Abandono: El tratamiento favorable a la CAJ ante impedimento de notificar sentencia definitiva en Pandemia

La Tercera Sala de la Corte Suprema en sentencia del 3 de octubre de 2022, Rol 75784-2021, acogió un recurso de casación en el fondo y, en definitiva, estableció la improcedencia del abandono del procedimiento respecto de la parte representada por la Corporación de Asistencia Judicial (CAJ), debido a la imposibilidad de notificar la sentencia definitiva en período de Pandemia.

Indicó el fallo que «en el caso de autos, con independencia que se esté en presencia de una etapa en que el impulso procesal radica exclusivamente en las partes, toda vez que una vez dictada la sentencia definitiva dicha resolución debe ser notificada, no es menos cierto que la demandante se vio impedida de cumplir con dicha carga procesal, a causa de las restricciones impuestas por la autoridad en el contexto del del estado de excepción constitucional o en razón de las consecuencias provocadas por la emergencia sanitaria provocada por la enfermedad COVID-19.

En efecto, en el reconocimiento del régimen jurídico de excepción para las actuaciones judiciales con motivo de la citada enfermedad a nivel nacional, el artículo 3 de la Ley Nº 21.226 establece que “los tribunales ordinarios y especiales no podrán decretar diligencias ni actuaciones judiciales que, de realizarse, puedan causar indefensión a alguna de las partes o intervinientes, a consecuencia de las restricciones impuestas por la autoridad en el marco del estado de excepción constitucional referido, o en razón de las consecuencias provocadas por la emergencia sanitaria ocasionada por la enfermedad COVID-19. En estos casos, los tribunales respectivos deberán postergar la realización de dichas diligencias y actuaciones judiciales para la fecha más próxima posible, posterior al cese de referido estado de excepción constitucional, y el tiempo en que este sea prorrogado, si es el caso».

Añadió que «es así como interesa destacar que la notificación a la que el tribunal condicionó la prosecución del juicio no estaba dentro de las posibilidades de acción de la actora, toda vez que aquella se encontraba representada por la Corporación de Asistencia Judicial, es decir por un servicio público cuya labor tendiente a materializar el acceso a la justicia de los usuarios que no cuentan con recursos para hacerlo, se vio afectada con ocasión de las diversas restricciones impuestas por la autoridad en el marco del estado de excepción constitucional.

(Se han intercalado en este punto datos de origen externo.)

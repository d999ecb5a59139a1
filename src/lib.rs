//! pipeview — step through a text pipeline one stage at a time.
//!
//! A fixed list of stages (external commands) runs in order. Each stage's
//! stdout becomes the next stage's stdin. The run pauses before and after
//! every stage so the intermediate output can be read in the terminal.
//!
//! - [`buffer`]: bounded stage payload
//! - [`lines`]: output → display lines
//! - [`executor`]: runs one stage as a child process
//! - [`pipeline`]: the controller state machine
//! - [`view`] / [`tui`]: the display seam and its ratatui implementation

pub mod buffer;
pub mod executor;
pub mod lines;
pub mod pipeline;
pub mod stage;
pub mod tui;
pub mod view;

pub use pipeview_config as config;
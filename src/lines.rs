//! Line splitter — turns a stage's output buffer into display lines.
//!
//! Splits on `\n` only and skips empty segments, so `"a\n\nb\n"` is two
//! lines. Capacity starts small and doubles; every reservation is fallible
//! and a failure is surfaced instead of handing back a partial set.

use std::collections::TryReserveError;

use crate::buffer::Buffer;

/// First capacity guess for a fresh line set.
const INITIAL_CAPACITY: usize = 10;

/// Could not grow the line set.
#[derive(Debug, Clone, PartialEq, Eq, thiserror::Error)]
#[error("out of memory while splitting output into lines ({lines} lines so far)")]
pub struct AllocationError {
    pub lines: usize,
    #[source]
    pub source: TryReserveError,
}

/// Ordered, owned display lines. No entry is empty or contains `\n`.
#[derive(Debug, Clone, Default, PartialEq, Eq)]
pub struct LineSet {
    lines: Vec<String>,
}

impl LineSet {
    pub fn len(&self) -> usize {
        self.lines.len()
    }

    pub fn is_empty(&self) -> bool {
        self.lines.is_empty()
    }

    pub fn iter(&self) -> impl Iterator<Item = &str> {
        self.lines.iter().map(String::as_str)
    }

    pub fn as_slice(&self) -> &[String] {
        &self.lines
    }

    /// Re-join with `\n`. Inverse of [`split`] for buffers with no blank
    /// lines and no leading or trailing newline.
    pub fn join(&self) -> String {
        self.lines.join("\n")
    }
}

impl<'a> IntoIterator for &'a LineSet {
    type Item = &'a String;
    type IntoIter = std::slice::Iter<'a, String>;

    fn into_iter(self) -> Self::IntoIter {
        self.lines.iter()
    }
}

/// Split `buffer` into its non-empty lines.
pub fn split(buffer: &Buffer) -> Result<LineSet, AllocationError> {
    let text = buffer.text();
    let mut lines: Vec<String> = Vec::new();
    grow(&mut lines)?;

    for segment in text.split('\n').filter(|s| !s.is_empty()) {
        if lines.len() == lines.capacity() {
            grow(&mut lines)?;
        }
        lines.push(segment.to_string());
    }

    Ok(LineSet { lines })
}

/// Double the capacity (or allocate the initial guess).
fn grow(lines: &mut Vec<String>) -> Result<(), AllocationError> {
    let additional = lines.capacity().max(INITIAL_CAPACITY);
    lines
        .try_reserve_exact(additional)
        .map_err(|source| AllocationError {
            lines: lines.len(),
            source,
        })
}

En tales condiciones, no es posible castigar la inactividad de la demandante, puesto que no existe desidia alguna que se le pueda imputar toda vez que, como se anunció, aun cuando el impulso procesal radicaba en ella, lo cierto es que las limitaciones a la movilidad o de ingreso y salida a determinadas zonas en la Región Metropolitana, obstaculizaron sin más la práctica de la actuación cuyo cumplimiento se echa en falta por la judicatura, al extremo de no ser posible encomendar la práctica de la diligencia omitida al ministro de fe respectivo.

Por lo demás, no puede perderse de vista que las dificultades experimentadas por el servicio en cuestión, cobran especial relevancia si se considera que sus consecuencias en definitiva son padecidas por personas de escasos recursos que como tal requieren asistencia jurídica y judicial gratuita».

Concluyó la sentencia que «en atención a lo dicho, solo cabe concluir que efectivamente los jueces de la instancia incurrieron en el yerro jurídico que se les imputa, al establecer que en la especie transcurrió el plazo de seis meses sin actividad de las partes haciendo aplicable la sanción del abandono del procedimiento, soslayando las particulares condiciones que impidieron la oportuna notificación de la sentencia definitiva, infringiendo lo establecido en el artículo 152 del Código de Procedimiento Civil y el artículo 3º de la Ley Nº 21.226».